"I was talking to my gardener this morning and he was asking me what it was like [on Saturday]. I told him, it's like football crowds. Not all are hooligans, and yet that small number of people makes it seem so," she said.
As pictures of balaclava'd agitators atop burning vehicles were broadcast, protesters were considering what they saw as a new development in the battle for hearts and minds over the Newbury bypass.
However, the middle-classes who have thrown their support behind the protest are just as likely to be appalled by police tactics as the violence.
In scenes reminiscent of the poll tax riots in 1990, a rally on Saturday to mark the first anniversary of the protest against the Newbury bypass had erupted in violence.
Following a peaceful demonstration, hundreds of demonstrators had stormed one of the contractor's compounds and set fire to the offices and equipment.
The fall-out threatened to overshadow a peaceful protest in Devon yesterday, when 17 anti-road protesters were arrested as sheriff's officers cleared the camp near Exeter, built in the path of a pounds 65m road scheme. Taking advantage of the fact that many protesters had travelled to Newbury, 150 police and sheriff's officers had swooped on the camp at Honiton, where 20 protesters had locked themselves into tunnels and bunkers.
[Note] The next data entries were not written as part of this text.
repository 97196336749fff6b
use anyhow::Result;
use pokemon_gateway::config::{self, Config};
use pokemon_gateway::server;
use tracing_subscriber::EnvFilter;

#[tokio::main]
async fn main() -> Result<()> {
    dotenvy::dotenv().ok();

    let config = config::load_from_env()?;
    init_tracing(&config);
    config.print_summary();

    server::run(config).await
}

/// Installs the global subscriber; `LOG_FORMAT=json` switches to structured output.
fn init_tracing(config: &Config) {
    let filter = EnvFilter::try_new(&config.log_level).unwrap_or_else(|_| EnvFilter::new("info"));
    let builder = tracing_subscriber::fmt()
        .with_env_filter(filter)
        .with_target(true);

    if config.log_format == "json" {
        builder.json().with_current_span(true).init();
    } else {
        builder.init();
    }
}
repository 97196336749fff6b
//! Domain layer containing the upstream data model and contracts.
//!
//! This module defines entities, cache key construction, and the upstream
//! traits implemented by the infrastructure layer.
//!
//! # Architecture
//!
//! - [`entities`] - Pokemon and reference page data structures
//! - [`repositories`] - Upstream lister and fetcher trait definitions
//! - [`cache_key`] - Entry keys and per-limit enumeration patterns
//! - [`errors`] - Upstream and fetch error types
//! - [`pokemon_query`] - Queue payload model
//!
//! # Design Principles
//!
//! - Domain layer has no dependencies on infrastructure or presentation layers
//! - Upstream traits define contracts implemented by the infrastructure layer
//! - Orchestration lives in services (see [`crate::application::services`])

pub mod cache_key;
pub mod entities;
pub mod errors;
pub mod pokemon_query;
pub mod repositories;
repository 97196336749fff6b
//! HTTP middleware for request processing and protection.
//!
//! Provides rate limiting and observability middleware.

pub mod rate_limit;
pub mod tracing;
//! PokeAPI implementation of the upstream traits.

use super::transport::HttpTransport;
use crate::domain::entities::{Pokemon, Reference, ReferencePage};
use crate::domain::errors::UpstreamError;
use crate::domain::repositories::{EntityFetcher, ReferenceLister};
use async_trait::async_trait;
use std::time::Duration;

/// Client for `GET <base>?limit=N` and `GET <base>/<id>`.
#[derive(Debug, Clone)]
pub struct PokeApiClient {
    transport: HttpTransport,
}

impl PokeApiClient {
    pub fn new(transport: HttpTransport) -> Self {
        Self { transport }
    }

    /// Builds a client for `base_url` (e.g. `https://pokeapi.co/api/v2/pokemon`).
    ///
    /// # Errors
    ///
    /// Returns [`UpstreamError::InvalidUrl`] if the base URL is unusable.
    pub fn connect(base_url: &str, timeout: Duration) -> Result<Self, UpstreamError> {
        Ok(Self::new(HttpTransport::new(base_url, timeout)?))
    }
}

fn record<T>(operation: &'static str, result: &Result<T, UpstreamError>) {
    let outcome = if result.is_ok() { "ok" } else { "error" };
    metrics::counter!(
        "upstream_requests_total",
        "operation" => operation,
        "result" => outcome
    )
    .increment(1);
}

#[async_trait]
impl ReferenceLister for PokeApiClient {
    async fn list_references(&self, limit: u32) -> Result<ReferencePage, UpstreamError> {
        let result = self
            .transport
            .get_json("", &[("limit", limit.to_string())])
            .await;
        record("list", &result);
        result
    }
}

#[async_trait]
impl EntityFetcher for PokeApiClient {
    async fn fetch_by_reference(&self, reference: &Reference) -> Result<Pokemon, UpstreamError> {
        let result = self
            .transport
            .get_json(reference.resource_id(), &[])
            .await;
        record("fetch", &result);
        result
    }
}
The organisation Friends of the Earth was among those who were quick to distance themselves from the violence at Newbury. Its spokesman, Charles Secrett, said: "Burning construction machinery is totally counter-productive to the anti-roads campaign and Friends of the Earth condemn it utterly."
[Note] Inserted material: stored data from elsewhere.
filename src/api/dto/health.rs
//! DTOs for health check endpoint.

use serde::Serialize;
use std::collections::BTreeMap;

/// Health check response with component status.
#[derive(Debug, Serialize)]
pub struct HealthResponse {
    pub status: String,
    pub version: String,
    pub checks: HealthChecks,
}

/// Health status for each system component.
#[derive(Debug, Serialize)]
pub struct HealthChecks {
    pub cache: CheckStatus,
    /// Keyed by breaker name.
    pub circuit_breakers: BTreeMap<String, CheckStatus>,
}

/// Individual component health status.
#[derive(Debug, Serialize)]
pub struct CheckStatus {
    pub status: String,

    #[serde(skip_serializing_if = "Option::is_none")]
    pub message: Option<String>,
}

impl CheckStatus {
    pub fn ok(message: impl Into<String>) -> Self {
        Self {
            status: "ok".to_string(),
            message: Some(message.into()),
        }
    }

    pub fn error(message: impl Into<String>) -> Self {
        Self {
            status: "error".to_string(),
            message: Some(message.into()),
        }
    }

    pub fn is_ok(&self) -> bool {
        self.status == "ok"
    }
}
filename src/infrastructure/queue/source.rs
//! Message source trait for the query consumer.

use async_trait::async_trait;
use std::time::Duration;
use thiserror::Error;

/// Errors raised by a message source.
#[derive(Debug, Clone, Error)]
pub enum QueueError {
    #[error("Queue unavailable: {0}")]
    Unavailable(String),
}

pub type QueueResult<T> = Result<T, QueueError>;

/// A message received from the queue.
///
/// The body doubles as the receipt used for acknowledgement.
#[derive(Debug, Clone, PartialEq, Eq)]
pub struct QueueMessage {
    pub body: String,
}

impl QueueMessage {
    pub fn new(body: impl Into<String>) -> Self {
        Self { body: body.into() }
    }
}

/// A pull-based queue with explicit acknowledgement.
///
/// Received messages stay invisible to other consumers until they are
/// acknowledged (removed for good) or released (made visible again).
#[cfg_attr(test, mockall::automock)]
#[async_trait]
pub trait MessageSource: Send + Sync {
    /// Receives up to `max_messages`, waiting at most `wait` for the first one.
    ///
    /// Returns an empty batch when nothing arrived within `wait`.
    ///
    /// # Errors
    ///
    /// Returns [`QueueError::Unavailable`] if the broker cannot be reached.
    async fn receive(&self, max_messages: usize, wait: Duration) -> QueueResult<Vec<QueueMessage>>;

    /// Permanently removes a processed message.
    async fn ack(&self, message: &QueueMessage) -> QueueResult<()>;

    /// Returns an unprocessed message to the queue for redelivery.
    async fn release(&self, message: &QueueMessage) -> QueueResult<()>;

    /// Makes every message still claimed by a previous consumer visible again.
    ///
    /// Called once before consumption starts so that messages claimed by a
    /// process that died before settling them are redelivered. Returns the
    /// number of messages recovered.
    async fn recover(&self) -> QueueResult<usize>;
}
"Scenes like these will discourage the millions in middle England who believe in environmental protection and who want the Government to do things differently."
He was right to be concerned. Much of the publicity surrounding the battle over the Newbury bypass has been gleaned from its high-profile, middle- class support.
Figures such as Tracy Ward, the Marchioness of Worcester, and Bel Mooney, wife of Jonathan Dimbleby, have joined the protest and helped improve the image of anti-roads protesters, who are often stereotyped as dreadlocked dropouts.
But the middle England of which Mr Secrett spoke appeared to be made of sterner and more suspicious stuff.
Elise Cope, 23, a business development manager, lives just outside Newbury. She left the rally after it had officially finished, she said, and was "horrified" to see the scenes on the television afterwards.
"I don't think it was done by any of the local supporters. I think it's done purposefully because we've been getting so much public support," she said. "It's definitely done with the intention of putting people off. Now the vast majority of people are reading the newspapers and saying `typical, violence', and I say it's not true. But we're not going to be able to prove it or stop it."
Police, who made several arrests, were not able to comment on who they thought was responsible for the violence but noted that the majority of protesters were "well-behaved".
Jill Eisele, a teacher who lives in Newbury, suggested that the rally may have been hijacked by a "rabble-rousing element", as happened in the poll tax riots.
If that were so, she said yesterday, it would be because local politicians had stirred up feeling against the protesters.
She said that the possibility of violence would not deter her from protesting against the road, which she had done for five years. But she admitted that there were many people who, having witnessed Saturday's scenes, might be less keen.
"I think there are people who are less committed. Certainly there were people there who when they saw the criminal damage occurring thought `Oh my God, what am I doing here?'. But by the same token I think you could speak to any middle-class people there, who might well be offended by the firebombing, but who will also tell you the police were extremely heavy-handed."
She had spoken to a number of neighbours, and claimed that most of them were alarmed not so much by the violence, but by the police presence in the town in the lead up to the anniversary.
"People have been amazed at the police presence in Newbury for the last week. They were filming everywhere, filming people as they were getting off the train," she said. "Middle-class people hate being filmed. More than anything. They find it very invasive, very offensive. Now that was very upsetting."